Lesson #256: ‘They Were All Wild To See Lyme’ (Austen’s ‘Persuasion’): Using ‘All’, ‘Both’, ‘Either’, ‘None’ Correctly

📘 ‘The young people were all wild to see Lyme … and to Lyme they were to go – Charles, Mary, Anne, Henrietta, Louisa, and Captain Wentworth.’

– Jane Austen, Persuasion (1818)

I was re-listening to the audiobook version of one of my favourite Austen novels – Persuasion – when this sentence inspired me to write a Lesson on one of the most common errors I hear English language students make. 🤔

They tend to make the mistake of mixing up ‘all’ and ‘both’, or else confuse ‘none’ with ‘neither’. And all this because they don’t understand the differences in the number of subjects that ‘all’ or ‘both’, ‘none’ or ‘neither’, actually refer to.

How can I illustrate this point?

As you can see from the quotation above, Jane Austen describes how ‘all’ the young people – Charles, Mary, Anne, Henrietta, Louisa, and Captain Wentworth – were wild to see Lyme (also known as Lyme Regis), a beautiful seaside town on the English coast.

That simple determiner word ‘all’ refers to six people.

In my own life, ten years ago exactly, I visited Lyme with my friend Emma (and we had a wonderful time searching for all the Jane Austen associations with the place)!

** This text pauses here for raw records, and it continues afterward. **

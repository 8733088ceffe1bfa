//! Configuration loader using figment.
//!
//! # Feature Flags
//!
//! - `toml-config` *(default)*: enables TOML configuration files (`strata.toml`, `config.toml`)
//! - `yaml-config`: enables YAML configuration files (`strata.yaml`, `strata.yml`, etc.)
//!
//! Both features can be enabled simultaneously; if so, both file formats are searched and loaded.
//!
//! # Configuration Priority (lowest to highest)
//!
//! 1. Built-in defaults
//! 2. Programmatic base values ([`ConfigLoader::merge`])
//! 3. Profile-specific config file (`strata.{profile}.toml` / `strata.{profile}.yaml`)
//! 4. Main config file (`strata.toml` / `strata.yaml`)
//! 5. Environment variables (`STRATA_*`)
//!
//! # Environment Variable Mapping
//!
//! Environment variables are mapped using the `STRATA_` prefix with `__` as separator:
//!
//! - `STRATA_LOGGING__LEVEL=debug` → `logging.level = "debug"`
//! - `STRATA_RESOLVER__FETCH_TIMEOUT_MS=2000` → `resolver.fetch_timeout_ms = 2000`
//! - `STRATA_STORE__DIR=/var/lib/strata` → `store.dir = "/var/lib/strata"`
//!
//! # Example
//!
//! ```rust,ignore
//! use strata_runtime::config::ConfigLoader;
//!
//! let config = ConfigLoader::new()
//!     .profile("production")
//!     .file("./deploy/strata.toml")
//!     .load()?;
//! ```

use std::path::{Path, PathBuf};

use figment::Figment;
#[cfg(any(feature = "yaml-config", feature = "toml-config"))]
use figment::providers::Format;
#[cfg(feature = "toml-config")]
use figment::providers::Toml;
#[cfg(feature = "yaml-config")]
use figment::providers::Yaml;
use figment::providers::{Env, Serialized};
use tracing::{debug, info, trace, warn};

use super::error::{ConfigError, ConfigResult};
use super::schema::StrataConfig;
use super::validation::validate_config;

/// Environment variable selecting the configuration profile.
pub const PROFILE_ENV: &str = "STRATA_PROFILE";

/// Configuration profile for environment-specific settings.
#[derive(Debug, Clone, Default, PartialEq, Eq)]
pub enum Profile {
    /// Development profile (default).
    #[default]
    Development,
    /// Production profile.
    Production,
    /// Custom profile name.
    Custom(String),
}

impl Profile {
    /// Returns the profile name as a string.
    pub fn as_str(&self) -> &str {
        match self {
            Self::Development => "development",
            Self::Production => "production",
            Self::Custom(name) => name,
        }
    }

    /// Parses a profile name, accepting the usual short forms.
    pub fn parse(name: &str) -> Self {
        match name.to_lowercase().as_str() {
            "production" | "prod" => Self::Production,
            "development" | "dev" => Self::Development,
            other => Self::Custom(other.to_string()),
        }
    }

    /// Reads the profile from `STRATA_PROFILE`, defaulting to Development.
    pub fn from_env() -> Self {
        std::env::var(PROFILE_ENV)
            .map(|p| Self::parse(&p))
            .unwrap_or_default()
    }
}

impl std::fmt::Display for Profile {
    fn fmt(&self, f: &mut std::fmt::Formatter<'_>) -> std::fmt::Result {
        write!(f, "{}", self.as_str())
    }
}

/// Configuration loader with figment-based multi-source support.
pub struct ConfigLoader {
    /// Programmatic base values, merged right above the built-in defaults.
    base: Figment,
    profile: Profile,
    search_paths: Vec<PathBuf>,
    load_env: bool,
    /// Specific config file to load (overrides search).
    config_file: Option<PathBuf>,
}

impl Default for ConfigLoader {
    fn default() -> Self {
        Self::new()
    }
}

impl ConfigLoader {
    /// Creates a new configuration loader with defaults.
    pub fn new() -> Self {
        Self {
            base: Figment::new(),
            profile: Profile::from_env(),
            search_paths: Vec::new(),
            load_env: true,
            config_file: None,
        }
    }

    /// Sets the configuration profile.
    pub fn profile(mut self, profile: impl AsRef<str>) -> Self {
        self.profile = Profile::parse(profile.as_ref());
        self
    }

    /// Adds a search path for configuration files.
    pub fn search_path<P: AsRef<Path>>(mut self, path: P) -> Self {
        self.search_paths.push(path.as_ref().to_path_buf());
        self
    }

    /// Sets a specific configuration file to load.
    pub fn file<P: AsRef<Path>>(mut self, path: P) -> Self {
        self.config_file = Some(path.as_ref().to_path_buf());
        self
    }

    /// Disables loading environment variables.
    pub fn without_env(mut self) -> Self {
        self.load_env = false;
        self
    }

    /// Merges configuration programmatically, below files and environment.
    pub fn merge(mut self, config: StrataConfig) -> Self {
        self.base = self.base.merge(Serialized::defaults(config));
        self
    }

    /// Loads and returns the configuration without validating it.
    pub fn load(self) -> ConfigResult<StrataConfig> {
        let profile = self.profile.clone();
        let figment = self.build_figment()?;

        let config: StrataConfig = figment.extract().map_err(|e| {
            ConfigError::ParseError(format!("Failed to extract configuration: {e}"))
        })?;

        debug!(
            profile = %profile,
            logging_level = %config.logging.level,
            fetch_timeout_ms = config.resolver.fetch_timeout_ms,
            "Configuration loaded successfully"
        );

        Ok(config)
    }

    /// Loads the configuration and runs [`validate_config`] on it.
    pub fn load_validated(self) -> ConfigResult<StrataConfig> {
        let config = self.load()?;
        validate_config(&config)?;
        Ok(config)
    }

    fn build_figment(mut self) -> ConfigResult<Figment> {
        let base = std::mem::take(&mut self.base);
        let mut figment = Figment::from(Serialized::defaults(StrataConfig::default())).merge(base);

        if let Some(path) = self.config_file.take() {
            if !path.exists() {
                return Err(ConfigError::FileNotFound(path));
            }
            info!(path = %path.display(), "Loading configuration file");
            figment = Self::merge_config_file(figment, &path)?;
        } else {
            figment = self.load_config_files(figment);
        }

        if self.load_env {
            trace!("Loading environment variables with STRATA_ prefix");
            figment = figment.merge(Env::prefixed("STRATA_").split("__"));
        }

        Ok(figment)
    }

    /// Merges a single config file into the figment, dispatching on file extension.
    fn merge_config_file(figment: Figment, path: &Path) -> ConfigResult<Figment> {
        let ext = path.extension().and_then(|e| e.to_str()).unwrap_or("");
        match ext {
            #[cfg(feature = "toml-config")]
            "toml" => Ok(figment.merge(Toml::file(path))),
            #[cfg(feature = "yaml-config")]
            "yaml" | "yml" => Ok(figment.merge(Yaml::file(path))),
            _ => Err(ConfigError::ParseError(format!(
                "Unsupported or disabled configuration file format: .{ext}"
            ))),
        }
    }

    fn resolve_search_paths(&self) -> Vec<PathBuf> {
        if !self.search_paths.is_empty() {
            return self.search_paths.clone();
        }
        let mut paths = Vec::new();
        if let Ok(cwd) = std::env::current_dir() {
            paths.push(cwd);
        }
        if let Some(config_dir) = dirs::config_dir() {
            paths.push(config_dir.join("strata"));
        }
        paths
    }

    /// Searches `search_paths × base_names`, merging a profile-specific
    /// variant before its base file. Stops at the first base file found.
    #[cfg(any(feature = "toml-config", feature = "yaml-config"))]
    fn load_format_files<F>(
        &self,
        mut figment: Figment,
        search_paths: &[PathBuf],
        base_names: &[&str],
        merge_fn: F,
    ) -> (Figment, bool)
    where
        F: Fn(Figment, &Path) -> Figment,
    {
        for search_path in search_paths {
            for base_name in base_names {
                let Some((stem, ext)) = base_name.rsplit_once('.') else {
                    continue;
                };

                let profile_path =
                    search_path.join(format!("{stem}.{}.{ext}", self.profile.as_str()));
                if profile_path.exists() {
                    debug!(path = %profile_path.display(), "Loading profile-specific config");
                    figment = merge_fn(figment, &profile_path);
                }

                let base_path = search_path.join(base_name);
                if base_path.exists() {
                    info!(path = %base_path.display(), "Loading configuration file");
                    figment = merge_fn(figment, &base_path);
                    return (figment, true);
                }
            }
        }
        (figment, false)
    }

    #[allow(unused_mut)]
    fn load_config_files(&self, mut figment: Figment) -> Figment {
        let search_paths = self.resolve_search_paths();
        let mut found = false;

        #[cfg(feature = "toml-config")]
        {
            let (f, ok) = self.load_format_files(
                figment,
                &search_paths,
                &["strata.toml", "config.toml"],
                |fig, path| fig.merge(Toml::file(path)),
            );
            figment = f;
            found |= ok;
        }

        #[cfg(feature = "yaml-config")]
        {
            let (f, ok) = self.load_format_files(
                figment,
                &search_paths,
                &["strata.yaml", "strata.yml", "config.yaml", "config.yml"],
                |fig, path| fig.merge(Yaml::file(path)),
            );
            figment = f;
            found |= ok;
        }

        if !found {
            warn!(paths = ?search_paths, "No configuration file found, using defaults");
        }
        figment
    }
}

/// Loads and validates configuration from the default locations.
pub fn load_config() -> ConfigResult<StrataConfig> {
    ConfigLoader::new().load_validated()
}

/// Loads and validates configuration from a specific file plus the environment.
pub fn load_config_from_file<P: AsRef<Path>>(path: P) -> ConfigResult<StrataConfig> {
    ConfigLoader::new().file(path).load_validated()
}

// =============================================================================
// Tests
// =============================================================================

Since there were only two of us going there, I can write here that we ‘both visited Lyme’ but would never say that we ‘all visited Lyme’.

✍️ ‘All’ refers to at least three persons or subjects, whereas ‘both’ refers to only two.

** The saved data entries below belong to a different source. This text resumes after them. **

//! Integration layer: contracts for the resolver's external collaborators.
//!
//! | Collaborator | Trait | In-memory implementation |
//! |--------------|-------|--------------------------|
//! | Remote baseline source | [`RemoteSource`](source::RemoteSource) | [`StaticRemoteSource`](source::StaticRemoteSource) |
//! | Persistent override store | [`OverrideStore`](store::OverrideStore) | [`MemoryOverrideStore`](store::MemoryOverrideStore) |
//! | Override document transport | [`OverrideTransport`](fetch::OverrideTransport) | [`MemoryTransport`](fetch::MemoryTransport) |
//!
//! The in-memory implementations are full implementations of their
//! contracts; they back the test suites and embedders that keep everything
//! in process.

pub mod fetch;
pub mod source;
pub mod store;
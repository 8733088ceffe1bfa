//! # Strata Runtime
//!
//! Resolution orchestration for the Strata configuration resolver.
//!
//! This crate wires the contracts of `strata-core` into a working resolver:
//!
//! - [`ConfigManager`]: layered, cached, never-failing `resolve`
//! - Background override refresh, one in flight per key and at most one
//!   per refresh interval, cancelled on [`ConfigManager::shutdown`]
//! - [`config`]: figment-based loading of [`StrataConfig`]
//! - [`logging`]: `tracing-subscriber` setup from [`LoggingConfig`](config::LoggingConfig)
//!
//! ## Features
//!
//! - `toml-config` *(default)*: TOML configuration files
//! - `yaml-config`: YAML configuration files
//! - `json-log`: JSON log output
//! - `http-client`: build an HTTP transport from configuration

pub mod cache;
pub mod config;
pub mod error;
pub mod logging;
pub mod manager;
pub mod refresh;
pub mod stats;

pub use config::{ConfigLoader, ResolverConfig, StrataConfig, load_config, validate_config};
pub use error::{RefreshError, ResolverError, ResolverResult};
pub use manager::{ConfigManager, ConfigManagerBuilder, RefreshOutcome, RefreshReport};
pub use stats::ResolverStats;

As most lessons covering this important word ‘all’ focus on its other grammatical functions (since it is also a pronoun, conjunction, and adverb as well as a determiner), I want to dedicate one whole Lesson to establishing the differences between these four essential determiners in English.

📝 QUANTIFIER DETERMINERS – ‘ALL’, ‘BOTH’, ‘NONE’, AND ‘NEITHER’

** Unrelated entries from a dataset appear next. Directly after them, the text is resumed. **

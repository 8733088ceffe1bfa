//! Transport configuration.

use std::time::Duration;

use serde::{Deserialize, Serialize};

/// Settings for the HTTP override transport.
#[derive(Debug, Clone, PartialEq, Serialize, Deserialize)]
#[serde(default)]
pub struct HttpTransportConfig {
    /// Connect timeout in milliseconds.
    pub connect_timeout_ms: u64,

    /// `User-Agent` header sent with every request.
    pub user_agent: String,

    /// Bodies larger than this are rejected as malformed.
    pub max_body_bytes: usize,
}

impl Default for HttpTransportConfig {
    fn default() -> Self {
        Self {
            connect_timeout_ms: 5000,
            user_agent: concat!("strata/", env!("CARGO_PKG_VERSION")).to_string(),
            max_body_bytes: 4 * 1024 * 1024, // 4 MB
        }
    }
}

impl HttpTransportConfig {
    pub fn connect_timeout(&self) -> Duration {
        Duration::from_millis(self.connect_timeout_ms)
    }
}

✍️ ‘All’ describes the total number of people or things in a group. It always describes at least three (or more) subjects or people.

‘All’ can have different grammatical functions, but in the way we are looking at it today, it functions as a quantifier determinant that works the same with countable and uncountable nouns, pronouns, and numerals.

  • ‘All cars need fuel to function.’ (Here it is with a countable noun, ‘cars’).
  • ‘All information supplied here is for educational purposes only.’ (Here it is with an uncountable noun, ‘information’).
  • ‘All my books are paperbacks.’ (With a pronoun, ‘my’)
  • ‘All seven members of the Smith family were at the reunion.’ (With a numeral, ‘seven’)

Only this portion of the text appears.